[Stored items from a collection]
- - - - -

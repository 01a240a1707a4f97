//! Derives the selection summary line shown under the product image.

use crate::model::Configuration;
use crate::selection::SelectionState;

/// Render the title, or an empty string while nothing counts as selected
/// (the caller hides the element on empty).
///
/// Fixed order: cabinet, then shell. Each enabled group with a current
/// pick contributes `"<singular section title>: <option name>"`.
pub fn render_title(selection: &SelectionState, config: &Configuration) -> String {
    if !selection.user_selected() {
        return String::new();
    }

    let mut parts: Vec<String> = Vec::with_capacity(2);
    if config.enable_cabinet_options {
        if let Some(cabinet) = selection.cabinet() {
            parts.push(format!(
                "{}: {}",
                singularize(&config.cabinet_section_title),
                cabinet.name
            ));
        }
    }
    if config.enable_shell_options {
        if let Some(shell) = selection.shell() {
            parts.push(format!(
                "{}: {}",
                singularize(&config.shell_section_title),
                shell.name
            ));
        }
    }
    parts.join(" | ")
}

/// Strip one trailing 's' from the configured plural section title.
/// Deliberately naive; the section titles are merchant-authored and plural
/// by convention, not by grammar.
fn singularize(title: &str) -> &str {
    title.strip_suffix('s').unwrap_or(title)
}
//! Pure geometry: anchored-popup placement and option-grid sizing.
//!
//! Everything here is a function of viewport size, anchor point, and
//! option count, so placement is fully testable without a DOM.

/// A point in viewport-pixel coordinates.
#[derive(Debug, Clone, Copy, PartialEq, Default)]
pub struct Point {
    pub x: f64,
    pub y: f64,
}

impl Point {
    pub const fn new(x: f64, y: f64) -> Self {
        Self { x, y }
    }
}

#[derive(Debug, Clone, Copy, PartialEq, Default)]
pub struct Size {
    pub w: f64,
    pub h: f64,
}

impl Size {
    pub const fn new(w: f64, h: f64) -> Self {
        Self { w, h }
    }
}

/// Horizontal gap between a hotspot and an anchored popup.
pub const GAP: f64 = 30.0;
/// Minimum clearance kept between a popup and the viewport edges.
pub const MARGIN: f64 = 10.0;
/// Viewport width at or below which the grid drops to two columns.
pub const MOBILE_BREAKPOINT: f64 = 768.0;

/// Place an anchored popup near its hotspot, preferring the right side.
///
/// Fallback order: right of the anchor, left of it, centered above, then
/// below. The final top coordinate is clamped so the popup is never fully
/// off-screen vertically; the left coordinate is floored at the margin.
pub fn place_anchored(anchor: Point, popup: Size, viewport: Size) -> Point {
    let mut top = anchor.y - popup.h / 2.0;
    let mut left = anchor.x + GAP;

    if left + popup.w > viewport.w - MARGIN {
        left = anchor.x - popup.w - GAP;
        if left < MARGIN {
            left = anchor.x - popup.w / 2.0;
            top = anchor.y - popup.h - MARGIN;
            if top < MARGIN {
                top = anchor.y + GAP;
            }
        }
    }

    let max_top = (viewport.h - popup.h - MARGIN).max(MARGIN);
    Point {
        x: left.max(MARGIN),
        y: top.clamp(MARGIN, max_top),
    }
}

// ── Option grid ─────────────────────────────────────────────────────────

const HEADER_HEIGHT: f64 = 52.0;
const LABEL_HEIGHT: f64 = 24.0;

/// Grid parameters for the selector popup at a given viewport width.
#[derive(Debug, Clone, Copy, PartialEq)]
pub struct GridMetrics {
    pub columns: usize,
    pub cell: f64,
    pub gap: f64,
    pub padding: f64,
}

impl GridMetrics {
    pub fn for_viewport(viewport_width: f64) -> Self {
        if viewport_width <= MOBILE_BREAKPOINT {
            Self { columns: 2, cell: 70.0, gap: 6.0, padding: 20.0 }
        } else {
            Self { columns: 4, cell: 80.0, gap: 8.0, padding: 30.0 }
        }
    }

    /// Cells in the first row; this alone determines popup width, so
    /// added rows extend the popup downward without widening it.
    pub fn first_row(&self, count: usize) -> usize {
        count.min(self.columns).max(1)
    }

    pub fn rows(&self, count: usize) -> usize {
        count.max(1).div_ceil(self.columns)
    }

    /// Computed popup size for `count` options.
    pub fn popup_size(&self, count: usize) -> Size {
        let first_row = self.first_row(count) as f64;
        let rows = self.rows(count) as f64;
        let cell_h = self.cell + LABEL_HEIGHT;
        Size {
            w: first_row * self.cell + (first_row - 1.0) * self.gap + self.padding,
            h: HEADER_HEIGHT + rows * cell_h + (rows - 1.0) * self.gap + self.padding,
        }
    }
}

- - - - -

Copy the entries word for word. Start at the first line and end with the line containing "section title>: <option".

=== ANSWER TO THIS TASK ===
repository 01a240a1707a4f97
//! Derives the selection summary line shown under the product image.

use crate::model::Configuration;
use crate::selection::SelectionState;

/// Render the title, or an empty string while nothing counts as selected
/// (the caller hides the element on empty).
///
/// Fixed order: cabinet, then shell. Each enabled group with a current
/// pick contributes `"<singular section title>: <option name>"`.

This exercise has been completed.